> ASSIGNED TASK: Write every record out again exactly as shown below.

====== WORKING DATA

//! Indirect draw arguments and the single draw-submission entry point.
//!
//! The GPU path keeps two argument buffers.  The *seed* holds the static
//! fields (index count, first index, base vertex) with an instance count of
//! zero and is only written on the CPU.  Each frame the seed is copied over
//! the *live* buffer inside the command stream, then the cull shader bumps
//! the live instance count atomically and the draw reads it in place.
use std::sync::Arc;

use crate::cull::InstanceSource;
use crate::graph::DrawCommand;
use crate::resources::buffer;

/// Mirrors wgpu's `draw_indexed_indirect` argument layout (and `DrawArgs`
/// in `cull.wgsl`).
#[repr(C)]
#[derive(Copy, Clone, Debug, Default, PartialEq, Eq, bytemuck::Pod, bytemuck::Zeroable)]
pub struct DrawIndexedIndirectArgs {
    pub index_count: u32,
    pub instance_count: u32,
    pub first_index: u32,
    pub base_vertex: i32,
    pub first_instance: u32,
}

impl DrawIndexedIndirectArgs {
    pub const SIZE: wgpu::BufferAddress = std::mem::size_of::<Self>() as wgpu::BufferAddress;

    /// Static fields for drawing `index_count` indices, no instances yet.
    pub fn seed(index_count: u32) -> Self {
        Self {
            index_count,
            ..Self::default()
        }
    }

    /// True when everything but the instance count matches `other`.
    pub fn same_static_fields(&self, other: &Self) -> bool {
        self.index_count == other.index_count
            && self.first_index == other.first_index
            && self.base_vertex == other.base_vertex
            && self.first_instance == other.first_instance
    }

    /// Reads the record back from raw mapped bytes.  Returns `None` for a
    /// slice of the wrong size.
    pub fn from_bytes(bytes: &[u8]) -> Option<Self> {
        bytemuck::try_pod_read_unaligned(bytes).ok()
    }
}

pub struct IndirectArgsBuffer {
    seed: Arc<wgpu::Buffer>,
    /// Read by `draw_indexed_indirect`, written by the cull shader.
    pub live: Arc<wgpu::Buffer>,
    current: DrawIndexedIndirectArgs,
}

impl IndirectArgsBuffer {
    pub fn new(device: &wgpu::Device, index_count: u32) -> Self {
        let seed_args = DrawIndexedIndirectArgs::seed(index_count);
        let seed = buffer::create_init(
            device,
            "Indirect Args Seed",
            std::slice::from_ref(&seed_args),
            wgpu::BufferUsages::COPY_SRC | wgpu::BufferUsages::COPY_DST,
        );
        let live = buffer::create_storage(
            device,
            "Indirect Args",
            DrawIndexedIndirectArgs::SIZE,
            wgpu::BufferUsages::INDIRECT | wgpu::BufferUsages::COPY_SRC,
        );
        Self {
            seed,
            live,
            current: seed_args,
        }
    }

    /// Rewrites the static fields.  Called whenever indirect drawing is
    /// (re)activated.
    pub fn reseed(&mut self, queue: &wgpu::Queue, index_count: u32) {
        self.current = DrawIndexedIndirectArgs::seed(index_count);
        queue.write_buffer(&self.seed, 0, bytemuck::bytes_of(&self.current));
        log::debug!("indirect args reseeded: {:?}", self.current);
    }

    /// The static fields the next frame will start from.
    #[inline]
    pub fn seed_args(&self) -> DrawIndexedIndirectArgs {
        self.current
    }

    /// Records the seed → live copy that resets the instance count to 0.
    pub fn record_reset(&self, encoder: &mut wgpu::CommandEncoder) {
        encoder.copy_buffer_to_buffer(&self.seed, 0, &self.live, 0, DrawIndexedIndirectArgs::SIZE);
    }
}

/// Issues the instanced draw described by `cmd`.  The only place in the
/// renderer that calls `draw_indexed*`.
pub fn submit(rpass: &mut wgpu::RenderPass<'_>, cmd: &DrawCommand) {
    rpass.set_bind_group(1, &*cmd.instance_bind_group, &[]);
    rpass.set_vertex_buffer(0, cmd.vertex_buffer.slice(..));
    rpass.set_index_buffer(cmd.index_buffer.slice(..), cmd.index_format);
    match &cmd.instances {
        InstanceSource::Direct { count } => {
            if *count > 0 {
                rpass.draw_indexed(0..cmd.index_count, 0, 0..*count);
            }
        }
        InstanceSource::Indirect { args, offset } => {
            rpass.draw_indexed_indirect(args, *offset);
        }
    }
}

#[cfg(test)]
mod tests {
    use super::*;

    #[test]
    fn layout_is_five_words() {
        assert_eq!(DrawIndexedIndirectArgs::SIZE, 20);
        let args = DrawIndexedIndirectArgs {
            index_count: 36,
            instance_count: 7,
            ..Default::default()
        };
        let words: &[u32] = bytemuck::cast_slice(bytemuck::bytes_of(&args));
        assert_eq!(words, &[36, 7, 0, 0, 0]);
    }

    #[test]
    fn static_fields_ignore_instance_count() {
        let seed = DrawIndexedIndirectArgs::seed(36);
        let frame = DrawIndexedIndirectArgs {
            instance_count: 12,
            ..seed
        };
        assert!(frame.same_static_fields(&seed));
        assert!(!DrawIndexedIndirectArgs::seed(6).same_static_fields(&seed));
    }

    #[test]
    fn from_bytes_checks_length() {
        let args = DrawIndexedIndirectArgs::seed(36);
        let bytes = bytemuck::bytes_of(&args);
        assert_eq!(DrawIndexedIndirectArgs::from_bytes(bytes), Some(args));
        assert_eq!(DrawIndexedIndirectArgs::from_bytes(&bytes[..16]), None);
    }
}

============

> ANSWER AREA:
//! Indirect draw arguments and the single draw-submission entry point.
//!
//! The GPU path keeps two argument buffers.  The *seed* holds the static
//! fields (index count, first index, base vertex) with an instance count of
//! zero and is only written on the CPU.  Each frame the seed is copied over
//! the *live* buffer inside the command stream, then the cull shader bumps
//! the live instance count atomically and the draw reads it in place.
use std::sync::Arc;

use crate::cull::InstanceSource;
use crate::graph::DrawCommand;
use crate::resources::buffer;

/// Mirrors wgpu's `draw_indexed_indirect` argument layout (and `DrawArgs`
/// in `cull.wgsl`).
#[repr(C)]
#[derive(Copy, Clone, Debug, Default, PartialEq, Eq, bytemuck::Pod, bytemuck::Zeroable)]
pub struct DrawIndexedIndirectArgs {
    pub index_count: u32,
    pub instance_count: u32,
    pub first_index: u32,
    pub base_vertex: i32,
    pub first_instance: u32,
}

impl DrawIndexedIndirectArgs {
    pub const SIZE: wgpu::BufferAddress = std::mem::size_of::<Self>() as wgpu::BufferAddress;

    /// Static fields for drawing `index_count` indices, no instances yet.
    pub fn seed(index_count: u32) -> Self {
        Self {
            index_count,
            ..Self::default()
        }
    }

    /// True when everything but the instance count matches `other`.
    pub fn same_static_fields(&self, other: &Self) -> bool {
        self.index_count == other.index_count
            && self.first_index == other.first_index
            && self.base_vertex == other.base_vertex
            && self.first_instance == other.first_instance
    }

    /// Reads the record back from raw mapped bytes.  Returns `None` for a
    /// slice of the wrong size.
    pub fn from_bytes(bytes: &[u8]) -> Option<Self> {
        bytemuck::try_pod_read_unaligned(bytes).ok()
    }
}

pub struct IndirectArgsBuffer {
    seed: Arc<wgpu::Buffer>,
    /// Read by `draw_indexed_indirect`, written by the cull shader.
    pub live: Arc<wgpu::Buffer>,
    current: DrawIndexedIndirectArgs,
}

impl IndirectArgsBuffer {
    pub fn new(device: &wgpu::Device, index_count: u32) -> Self {
        let seed_args = DrawIndexedIndirectArgs::seed(index_count);
        let seed = buffer::create_init(
            device,
            "Indirect Args Seed",
            std::slice::from_ref(&seed_args),
            wgpu::BufferUsages::COPY_SRC | wgpu::BufferUsages::COPY_DST,
        );
        let live = buffer::create_storage(
            device,
            "Indirect Args",
            DrawIndexedIndirectArgs::SIZE,
            wgpu::BufferUsages::INDIRECT | wgpu::BufferUsages::COPY_SRC,
        );
        Self {
            seed,
            live,
            current: seed_args,
        }
    }

    /// Rewrites the static fields.  Called whenever indirect drawing is
    /// (re)activated.
    pub fn reseed(&mut self, queue: &wgpu::Queue, index_count: u32) {
        self.current = DrawIndexedIndirectArgs::seed(index_count);
        queue.write_buffer(&self.seed, 0, bytemuck::bytes_of(&self.current));
        log::debug!("indirect args reseeded: {:?}", self.current);
    }

    /// The static fields the next frame will start from.
    #[inline]
    pub fn seed_args(&self) -> DrawIndexedIndirectArgs {
        self.current
    }

    /// Records the seed → live copy that resets the instance count to 0.
    pub fn record_reset(&self, encoder: &mut wgpu::CommandEncoder) {
        encoder.copy_buffer_to_buffer(&self.seed, 0, &self.live, 0, DrawIndexedIndirectArgs::SIZE);
    }
}

/// Issues the instanced draw described by `cmd`.  The only place in the
/// renderer that calls `draw_indexed*`.
pub fn submit(rpass: &mut wgpu::RenderPass<'_>, cmd: &DrawCommand) {
    rpass.set_bind_group(1, &*cmd.instance_bind_group, &[]);
    rpass.set_vertex_buffer(0, cmd.vertex_buffer.slice(..));
    rpass.set_index_buffer(cmd.index_buffer.slice(..), cmd.index_format);
    match &cmd.instances {
        InstanceSource::Direct { count } => {
            if *count > 0 {
                rpass.draw_indexed(0..cmd.index_count, 0, 0..*count);
            }
        }
        InstanceSource::Indirect { args, offset } => {
            rpass.draw_indexed_indirect(args, *offset);
        }
    }
}

#[cfg(test)]
mod tests {
    use super::*;

    #[test]
    fn layout_is_five_words() {
        assert_eq!(DrawIndexedIndirectArgs::SIZE, 20);
        let args = DrawIndexedIndirectArgs {
            index_count: 36,
            instance_count: 7,
            ..Default::default()
        };
        let words: &[u32] = bytemuck::cast_slice(bytemuck::bytes_of(&args));
        assert_eq!(words, &[36, 7, 0, 0, 0]);
    }

    #[test]
    fn static_fields_ignore_instance_count() {
        let seed = DrawIndexedIndirectArgs::seed(36);
        let frame = DrawIndexedIndirectArgs {
            instance_count: 12,
            ..seed
        };
        assert!(frame.same_static_fields(&seed));
        assert!(!DrawIndexedIndirectArgs::seed(6).same_static_fields(&seed));
    }

    #[test]
    fn from_bytes_checks_length() {
        let args = DrawIndexedIndirectArgs::seed(36);
        let bytes = bytemuck::bytes_of(&args);
        assert_eq!(DrawIndexedIndirectArgs::from_bytes(bytes), Some(args));
        assert_eq!(DrawIndexedIndirectArgs::from_bytes(&bytes[..16]), None);
    }
}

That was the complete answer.